Reportedly “racking his brains” to solve the problem of speeders, the marshal’s solution, described as showing “ingenuity,” was to stretch a rope from his house across “Main street” (probably a reference to Denver Avenue) “high enough to reach the necks of the enthusiastic motorists.”   Describing the mechanics of this law enforcement technique with remarkable understatement, the Tribune said, “The rope comes in contact with the neck of the driver or rider (and)  the sensation is described as the same as that experienced when being guillotined.”   

The second article spoke of a Sunday afternoon in Lupton when the above-described technique was employed, during which “several drivers had their necks cut in a painful manner by the rope.”  After the motorist who had sustained this painful cut to the neck “ascertains that he is not being murdered, the constable comes from his house and informs him that he cannot proceed until he agrees to respect the life and property of Fort Lupton’s citizens.”    Through use of this technique, it was hoped that the next time speeders come through Fort Lupton “they will go at a pace slow enough to enable them to stop before meeting any more ropes.” 

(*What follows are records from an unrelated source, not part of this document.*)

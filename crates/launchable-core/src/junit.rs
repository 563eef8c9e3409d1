//! JUnit-style XML report parsing.
//!
//! Handles the common shape emitted by most runners: an optional
//! `<testsuites>` wrapper, `<testsuite>` elements carrying `<testcase>`
//! children, with `<failure>`/`<error>`/`<skipped>` children marking the
//! outcome. See <https://llg.cubic.org/docs/junit/> for the format survey.

use std::path::{Path, PathBuf};

use anyhow::{Context, Result};
use chrono::{DateTime, NaiveDateTime, TimeZone, Utc};
use quick_xml::events::{BytesStart, Event};
use quick_xml::Reader;

use crate::events::CaseStatus;

/// One `<testcase>` entry.
#[derive(Debug, Clone)]
pub struct JunitCase {
    pub name: String,
    pub classname: Option<String>,
    /// Source file the runner attributed the case to, when recorded.
    pub file: Option<PathBuf>,
    /// Seconds.
    pub time: f64,
    pub status: CaseStatus,
    pub stack_trace: Option<String>,
}

/// One `<testsuite>` element and its cases.
#[derive(Debug, Clone, Default)]
pub struct JunitSuite {
    pub name: Option<String>,
    pub timestamp: Option<DateTime<Utc>>,
    pub filepath: Option<PathBuf>,
    pub cases: Vec<JunitCase>,
}

/// Parse one report file. A report with no test cases is valid and yields
/// suites with empty `cases` (or no suites at all).
pub fn parse_report(path: &Path) -> Result<Vec<JunitSuite>> {
    let text = std::fs::read_to_string(path)
        .with_context(|| format!("failed to read report {}", path.display()))?;
    parse_report_str(&text).with_context(|| format!("failed to parse report {}", path.display()))
}

/// Parse report XML from a string.
pub fn parse_report_str(text: &str) -> Result<Vec<JunitSuite>> {
    let mut reader = Reader::from_str(text);
    reader.config_mut().trim_text(true);

    let mut suites: Vec<JunitSuite> = Vec::new();
    let mut current_suite: Option<JunitSuite> = None;
    let mut current_case: Option<JunitCase> = None;
    // Non-empty while inside a <failure>/<error> body.
    let mut trace_buf: Option<String> = None;

    loop {
        match reader.read_event().context("invalid XML")? {
            Event::Start(e) => match e.local_name().as_ref() {
                b"testsuite" => {
                    if let Some(done) = current_suite.take() {
                        suites.push(done);
                    }
                    current_suite = Some(read_suite(&e)?);
                }
                b"testcase" => {
                    current_case = Some(read_case(&e)?);
                }
                b"failure" | b"error" => {
                    if let Some(case) = current_case.as_mut() {
                        case.status = CaseStatus::Failure;
                        trace_buf = Some(attr(&e, "message")?.unwrap_or_default());
                    }
                }
                b"skipped" => {
                    if let Some(case) = current_case.as_mut() {
                        case.status = CaseStatus::Skipped;
                    }
                }
                _ => {}
            },
            Event::Empty(e) => match e.local_name().as_ref() {
                b"testcase" => {
                    let case = read_case(&e)?;
                    push_case(&mut current_suite, case);
                }
                b"failure" | b"error" => {
                    if let Some(case) = current_case.as_mut() {
                        case.status = CaseStatus::Failure;
                        case.stack_trace = attr(&e, "message")?.filter(|m| !m.is_empty());
                    }
                }
                b"skipped" => {
                    if let Some(case) = current_case.as_mut() {
                        case.status = CaseStatus::Skipped;
                    }
                }
                _ => {}
            },
            Event::End(e) => match e.local_name().as_ref() {
                b"testsuite" => {
                    if let Some(done) = current_suite.take() {
                        suites.push(done);
                    }
                }
                b"testcase" => {
                    if let Some(case) = current_case.take() {
                        push_case(&mut current_suite, case);
                    }
                }
                b"failure" | b"error" => {
                    if let (Some(case), Some(trace)) = (current_case.as_mut(), trace_buf.take()) {
                        let trace = trace.trim().to_string();
                        if !trace.is_empty() {
                            case.stack_trace = Some(trace);
                        }
                    }
                }
                _ => {}
            },
            Event::Text(t) => {
                if let Some(buf) = trace_buf.as_mut() {
                    if !buf.is_empty() {
                        buf.push('\n');
                    }
                    buf.push_str(&t.unescape().context("invalid XML text")?);
                }
            }
            Event::CData(t) => {
                if let Some(buf) = trace_buf.as_mut() {
                    if !buf.is_empty() {
                        buf.push('\n');
                    }
                    buf.push_str(&String::from_utf8_lossy(&t.into_inner()));
                }
            }
            Event::Eof => break,
            _ => {}
        }
    }

    // A bare <testsuite> with no closing tag has already failed XML
    // parsing; this only catches a dangling implicit suite.
    if let Some(done) = current_suite.take() {
        suites.push(done);
    }

    Ok(suites)
}

fn push_case(current_suite: &mut Option<JunitSuite>, case: JunitCase) {
    // Some runners emit bare <testcase> elements; give them an anonymous suite.
    current_suite
        .get_or_insert_with(JunitSuite::default)
        .cases
        .push(case);
}

fn read_suite(e: &BytesStart<'_>) -> Result<JunitSuite> {
    Ok(JunitSuite {
        name: attr(e, "name")?,
        timestamp: attr(e, "timestamp")?.and_then(|t| parse_timestamp(&t)),
        filepath: attr(e, "file")?.map(PathBuf::from),
        cases: Vec::new(),
    })
}

fn read_case(e: &BytesStart<'_>) -> Result<JunitCase> {
    Ok(JunitCase {
        name: attr(e, "name")?.unwrap_or_default(),
        classname: attr(e, "classname")?,
        file: attr(e, "file")?.map(PathBuf::from),
        time: attr(e, "time")?
            .and_then(|t| t.parse::<f64>().ok())
            .unwrap_or(0.0),
        status: CaseStatus::Success,
        stack_trace: None,
    })
}

fn attr(e: &BytesStart<'_>, name: &str) -> Result<Option<String>> {
    let value = e
        .try_get_attribute(name)
        .with_context(|| format!("bad '{}' attribute", name))?
        .map(|a| {
            a.unescape_value()
                .map(|v| v.into_owned())
                .with_context(|| format!("bad '{}' attribute value", name))
        })
        .transpose()?;
    Ok(value)
}

/// Runners disagree on timestamp format; accept RFC 3339 and the common
/// zone-less `2024-01-01T10:00:00` form (interpreted as UTC).
fn parse_timestamp(text: &str) -> Option<DateTime<Utc>> {
    if let Ok(ts) = DateTime::parse_from_rfc3339(text) {
        return Some(ts.with_timezone(&Utc));
    }
    NaiveDateTime::parse_from_str(text, "%Y-%m-%dT%H:%M:%S%.f")
        .ok()
        .map(|naive| Utc.from_utc_datetime(&naive))
}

Sundays must have been a good day for racing, for the second article reported that “an automobile filled with deputies will be stationed Sundays on the road to race after flying cars and cycles” and bring them before the justice of the peace.   It probably goes without saying that the deputies were all qualified on lariat.

Filling Stations and Garages

In 1911, the same year that Philip and Allsebrook started selling cars and motorcycles, James Coffey, a forward-looking livery owner from Platteville, bought a lot just north of Lupton’s Cash Store  on Denver Avenue and began overseeing the building of what would be Fort Lupton’s first filling station.   Sadly, he was only three weeks into this new venture when he dropped dead of heart failure on the construction site.  He was about 58 years old.  Construction of the place would resume later, perhaps under the supervision of Coffey’s son, Richard.   The finished establishment, which sat at 312 Denver Avenue, now the location of the Star Theater, would feature gasoline storage tanks installed beneath the floor.  To gas up a car, the attendant would pump the gasoline from the tank into a hand-held container and pour the gasoline from the container into the car’s gas tank. 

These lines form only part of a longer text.